The Stadium Square Historic District is a historic district located in Cleveland Heights, Ohio, in the United States. The district contains properties along the north and south sides of Superior Park Drive between S. Taylor and S. Compton Roads, as well as Taylor Tudor properties on S. Taylor Road at Superior Park Drive. The 6.92 acre site contains residential homes and mixed-use structures, all built beginning in 1926. Cleveland Heights proposed constructing a football stadium on the site in 1927. The stadium was never built, and the historic district takes its name from the original name given the commercial complex. The Stadium Square Historic District is a largely undisturbed example of early 20th century Tudor Revival architecture.
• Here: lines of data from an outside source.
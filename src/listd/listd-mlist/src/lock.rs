/*
 * vSMTP mail transfer agent
 * Copyright (C) 2022 viridIT SAS
 *
 * This program is free software: you can redistribute it and/or modify it under
 * the terms of the GNU General Public License as published by the Free Software
 * Foundation, either version 3 of the License, or any later version.
 *
 * This program is distributed in the hope that it will be useful, but WITHOUT
 * ANY WARRANTY; without even the implied warranty of MERCHANTABILITY or FITNESS
 * FOR A PARTICULAR PURPOSE.  See the GNU General Public License for more details.
 *
 * You should have received a copy of the GNU General Public License along with
 * this program. If not, see https://www.gnu.org/licenses/.
 *
*/

/// Failure to take the lock of a list.
#[derive(Debug, thiserror::Error)]
pub enum LockError {
    /// another process held the lock for longer than the timeout.
    #[error("lock '{}' still held after {timeout:?}", path.display())]
    Timeout {
        ///
        path: std::path::PathBuf,
        ///
        timeout: std::time::Duration,
    },
    ///
    #[error("failed to create lock '{}': {source}", path.display())]
    Io {
        ///
        path: std::path::PathBuf,
        ///
        source: std::io::Error,
    },
}

/// Exclusive access to the state of one list, released when dropped.
#[derive(Debug)]
pub struct ListLock {
    path: std::path::PathBuf,
}

impl ListLock {
    /// Take the lock file at `path`, sleeping between attempts for at most
    /// `timeout`. A lock file older than `lifetime` was left by a dead
    /// process and is broken.
    ///
    /// # Errors
    ///
    /// * [`LockError::Timeout`] when the lock is still held after `timeout`
    /// * [`LockError::Io`] when the lock file could not be created
    pub fn acquire(
        path: impl Into<std::path::PathBuf>,
        timeout: std::time::Duration,
        lifetime: std::time::Duration,
    ) -> Result<Self, LockError> {
        let path = path.into();
        let start = std::time::Instant::now();

        loop {
            match std::fs::OpenOptions::new()
                .write(true)
                .create_new(true)
                .open(&path)
            {
                Ok(mut file) => {
                    let this = Self { path };
                    if let Err(error) = std::io::Write::write_all(
                        &mut file,
                        std::process::id().to_string().as_bytes(),
                    ) {
                        tracing::warn!(%error, "Failed to write lock owner.");
                    }
                    return Ok(this);
                }
                Err(error) if error.kind() == std::io::ErrorKind::AlreadyExists => {
                    if listd_common::utils::file_age(&path).map_or(false, |age| age > lifetime) {
                        tracing::warn!(path = %path.display(), "Breaking stale list lock.");
                        if let Err(error) = std::fs::remove_file(&path) {
                            tracing::warn!(%error, "Failed to break lock.");
                        }
                        continue;
                    }
                    if start.elapsed() >= timeout {
                        return Err(LockError::Timeout { path, timeout });
                    }
                    std::thread::sleep(std::time::Duration::from_millis(fastrand::u64(5..50)));
                }
                Err(source) => return Err(LockError::Io { path, source }),
            }
        }
    }

    ///
    #[must_use]
    pub fn path(&self) -> &std::path::Path {
        &self.path
    }
}

impl Drop for ListLock {
    fn drop(&mut self) {
        if let Err(error) = std::fs::remove_file(&self.path) {
            tracing::warn!(path = %self.path.display(), %error, "Failed to release list lock.");
        }
    }
}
The Stadium Square Historic District was added to the National Register of Historic Places (NRHP) in April 2020.

==Creation of the park==
The area that is now the city of Cleveland Heights lies atop the Portage Escarpment, a major landform in North America which marks the boundary between the Till Plains and the Appalachian Plateau. The escarpment is cut by several large and small streams, including Dugway Brook, which have left numerous ravines and gorges. Until the late 1800s, the area remained largely timber and farmland, with a few orchards, quarries, and vineyards. There were no significant residential or retail clusters. About 1890, a town center began forming at what is now the intersection of Mayfield and Superior roads. The population of the area encompassed by Cleveland Heights voted in August 1900 to incorporate under state law as a hamlet. The population of about 1,500 grew quickly, and in 1903 incorporated as a village.
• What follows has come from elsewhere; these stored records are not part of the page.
/*
 * vSMTP mail transfer agent
 * Copyright (C) 2022 viridIT SAS
 *
 * This program is free software: you can redistribute it and/or modify it under
 * the terms of the GNU General Public License as published by the Free Software
 * Foundation, either version 3 of the License, or any later version.
 *
 * This program is distributed in the hope that it will be useful, but WITHOUT
 * ANY WARRANTY; without even the implied warranty of MERCHANTABILITY or FITNESS
 * FOR A PARTICULAR PURPOSE.  See the GNU General Public License for more details.
 *
 * You should have received a copy of the GNU General Public License along with
 * this program. If not, see https://www.gnu.org/licenses/.
 *
*/
//! An entry file is made of a fixed header and two length-prefixed JSON
//! segments:
//!
//! ```text
//! +--------+-------------+------------+-----------+------------+------------+
//! | "LSTQ" | version u16 | length u32 | message   | length u32 | metadata   |
//! +--------+-------------+------------+-----------+------------+------------+
//! ```
//!
//! Integers are big-endian.

use listd_common::{Mail, Metadata};

/// First bytes of every entry file.
pub const MAGIC: &[u8; 4] = b"LSTQ";

/// Schema version written by [`encode`].
pub const VERSION: u16 = 1;

/// Error produced while reading or writing an entry file.
#[derive(Debug, thiserror::Error)]
pub enum CodecError {
    /// The content ends before the announced length.
    #[error("the entry is truncated")]
    Truncated,
    /// The content does not start with [`MAGIC`].
    #[error("the entry does not start with the expected magic")]
    BadMagic,
    /// The content was written by another version of the schema.
    #[error("unsupported schema version: {0}")]
    UnsupportedVersion(u16),
    /// A segment is not valid JSON for its type.
    #[error("invalid segment: {0}")]
    Json(#[from] serde_json::Error),
    /// A segment does not fit in the length prefix.
    #[error("segment of {0} bytes is too large")]
    TooLarge(usize),
}

fn push_segment(out: &mut Vec<u8>, segment: &[u8]) -> Result<(), CodecError> {
    let len = u32::try_from(segment.len()).map_err(|_| CodecError::TooLarge(segment.len()))?;
    out.extend_from_slice(&len.to_be_bytes());
    out.extend_from_slice(segment);
    Ok(())
}

/// Serialize an entry.
///
/// # Errors
///
/// * a segment could not be serialized or is larger than 4 GiB
pub fn encode(mail: &Mail, metadata: &Metadata) -> Result<Vec<u8>, CodecError> {
    let mail = serde_json::to_vec(mail)?;
    let metadata = serde_json::to_vec(metadata)?;

    let mut out = Vec::with_capacity(MAGIC.len() + 2 + 4 + mail.len() + 4 + metadata.len());
    out.extend_from_slice(MAGIC);
    out.extend_from_slice(&VERSION.to_be_bytes());
    push_segment(&mut out, &mail)?;
    push_segment(&mut out, &metadata)?;
    Ok(out)
}

struct Reader<'a> {
    input: &'a [u8],
}

impl<'a> Reader<'a> {
    fn take(&mut self, len: usize) -> Result<&'a [u8], CodecError> {
        if self.input.len() < len {
            return Err(CodecError::Truncated);
        }
        let (head, tail) = self.input.split_at(len);
        self.input = tail;
        Ok(head)
    }

    fn take_array<const N: usize>(&mut self) -> Result<[u8; N], CodecError> {
        let mut out = [0; N];
        out.copy_from_slice(self.take(N)?);
        Ok(out)
    }

    fn segment(&mut self) -> Result<&'a [u8], CodecError> {
        let len = u32::from_be_bytes(self.take_array::<4>()?);
        self.take(usize::try_from(len).map_err(|_| CodecError::Truncated)?)
    }
}

/// Deserialize an entry.
///
/// Bytes following the metadata segment are ignored.
///
/// # Errors
///
/// * see [`CodecError`]
pub fn decode(input: &[u8]) -> Result<(Mail, Metadata), CodecError> {
    let mut reader = Reader { input };

    if &reader.take_array::<4>()? != MAGIC {
        return Err(CodecError::BadMagic);
    }
    let version = u16::from_be_bytes(reader.take_array::<2>()?);
    if version != VERSION {
        return Err(CodecError::UnsupportedVersion(version));
    }

    let mail = serde_json::from_slice::<Mail>(reader.segment()?)?;
    let metadata = serde_json::from_slice::<Metadata>(reader.segment()?)?;

    Ok((mail, metadata))
}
The West Branch of Dugway Brook arises near the intersection of Washington Blvd. and Edgerton Road. It largely parallels Washington Blvd. and Superior Road until it leaves Cleveland Heights. Where Cain Park is located in Cleveland Heights, the West Branch had cut a deep ravine. The valley was unsuitable for building purposes, although Euclid bluestone (a bluish-colored local sandstone) was quarried there and the ravine used as a garbage dump. (Note: The flat area of Cumberland Park close to Mayfield Road was owned by J.P. Preyer and his son, Emil. Emil Preyer intended to convert the family vineyards in this area into a development. He intended two lay out two north-south street, Preyer and Alvin. Only Preyer was built. Alvin Avenue, to the east of Preyer Avenue, was never constructed, and the site is now Cumberland Park.)

In May 1915, Cleveland Heights mayor Frank Cain won voter approval to issue $100,000 in bonds to purchase 100 acre of undeveloped area along the West Branch of Dugway Brook. This area became Cumberland Park and Cain Park. The West Branch of Dugway Brook that ran through Cumberland Park was culverted, and the ravine filled in. Cain Park's 22 acre remained wild, however. (Note: Although Cleveland Heights voters approved a $75,000 bond issue in 1925 to improve both Cain and Cumberland parks, these did not begin until October 1934.)

Some time in 1917 or early 1918, the voters of Cleveland Heights approved a $100,000 bond issue to extend Superior Road alongside the new parkland. (Note: At the time, Superior Road ended at its intersection with Lee Road. Rather than stop at Taylor Road, the extension continued to parallel Dugway Brook for half a block until it intersected with Washington Blvd., itself a major parkway.)Planning for the improved road began in May 1918.

Cleveland Heights was booming: By 1924, the population of the city had soared to just over 30,000. By 1927, the area on Taylor Road just north of Cedar Road was one of the fastest-growing in Cleveland Heights.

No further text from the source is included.